- Problem description -
Print the data once more, exactly as supplied.

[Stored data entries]
——————

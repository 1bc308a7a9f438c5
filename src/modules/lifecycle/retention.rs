use chrono::{DateTime, Duration, Utc};

use super::{PassBudget, PassReport};
use crate::modules::hypertable::{ChunkInfo, Hypertable};
use crate::shared::errors::AppResult;

/// Instant before which data is past the horizon. Saturates at the start of
/// the calendar instead of overflowing.
pub fn cutoff(now: DateTime<Utc>, horizon: Duration) -> DateTime<Utc> {
    now.checked_sub_signed(horizon).unwrap_or(DateTime::<Utc>::MIN_UTC)
}

/// A chunk may go only when its whole interval is older than the horizon.
pub fn is_expired(info: &ChunkInfo, now: DateTime<Utc>, horizon: Duration) -> bool {
    info.range_end <= cutoff(now, horizon)
}

pub async fn run_pass(
    table: &Hypertable,
    now: DateTime<Utc>,
    horizon: Duration,
    budget: &PassBudget<'_>,
) -> AppResult<PassReport> {
    let expired: Vec<ChunkInfo> = table
        .chunk_infos()
        .await
        .into_iter()
        .filter(|c| is_expired(c, now, horizon))
        .collect();

    let mut report = PassReport::new("retention", expired.len());
    for info in expired {
        if !budget.proceed()? {
            report.cancelled = true;
            break;
        }
        if let Some(rows) = table.drop_chunk(&info.id).await? {
            log::info!("retention dropped chunk {} ({} rows)", info.id, rows);
            report.processed += 1;
            report.rows += rows;
        }
    }
    Ok(report)
}
//! Multi-tenant IoT telemetry storage: chunked readings with retention,
//! compression and hourly rollups, plus the alert, command and credential
//! workflows built on top.

pub mod engine;
pub mod logger;
pub mod modules;
pub mod shared;

pub use engine::{OrganizationPurge, TelemetryEngine};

——————

- Written solution -
repository 1bc308a7a9f438c5
filename src/modules/lifecycle/retention.rs
use chrono::{DateTime, Duration, Utc};

use super::{PassBudget, PassReport};
use crate::modules::hypertable::{ChunkInfo, Hypertable};
use crate::shared::errors::AppResult;

/// Instant before which data is past the horizon. Saturates at the start of
/// the calendar instead of overflowing.
pub fn cutoff(now: DateTime<Utc>, horizon: Duration) -> DateTime<Utc> {
    now.checked_sub_signed(horizon).unwrap_or(DateTime::<Utc>::MIN_UTC)
}

/// A chunk may go only when its whole interval is older than the horizon.
pub fn is_expired(info: &ChunkInfo, now: DateTime<Utc>, horizon: Duration) -> bool {
    info.range_end <= cutoff(now, horizon)
}

pub async fn run_pass(
    table: &Hypertable,
    now: DateTime<Utc>,
    horizon: Duration,
    budget: &PassBudget<'_>,
) -> AppResult<PassReport> {
    let expired: Vec<ChunkInfo> = table
        .chunk_infos()
        .await
        .into_iter()
        .filter(|c| is_expired(c, now, horizon))
        .collect();

    let mut report = PassReport::new("retention", expired.len());
    for info in expired {
        if !budget.proceed()? {
            report.cancelled = true;
            break;
        }
        if let Some(rows) = table.drop_chunk(&info.id).await? {
            log::info!("retention dropped chunk {} ({} rows)", info.id, rows);
            report.processed += 1;
            report.rows += rows;
        }
    }
    Ok(report)
}
//! Multi-tenant IoT telemetry storage: chunked readings with retention,
//! compression and hourly rollups, plus the alert, command and credential
//! workflows built on top.

pub mod engine;
pub mod logger;
pub mod modules;
pub mod shared;

pub use engine::{OrganizationPurge, TelemetryEngine};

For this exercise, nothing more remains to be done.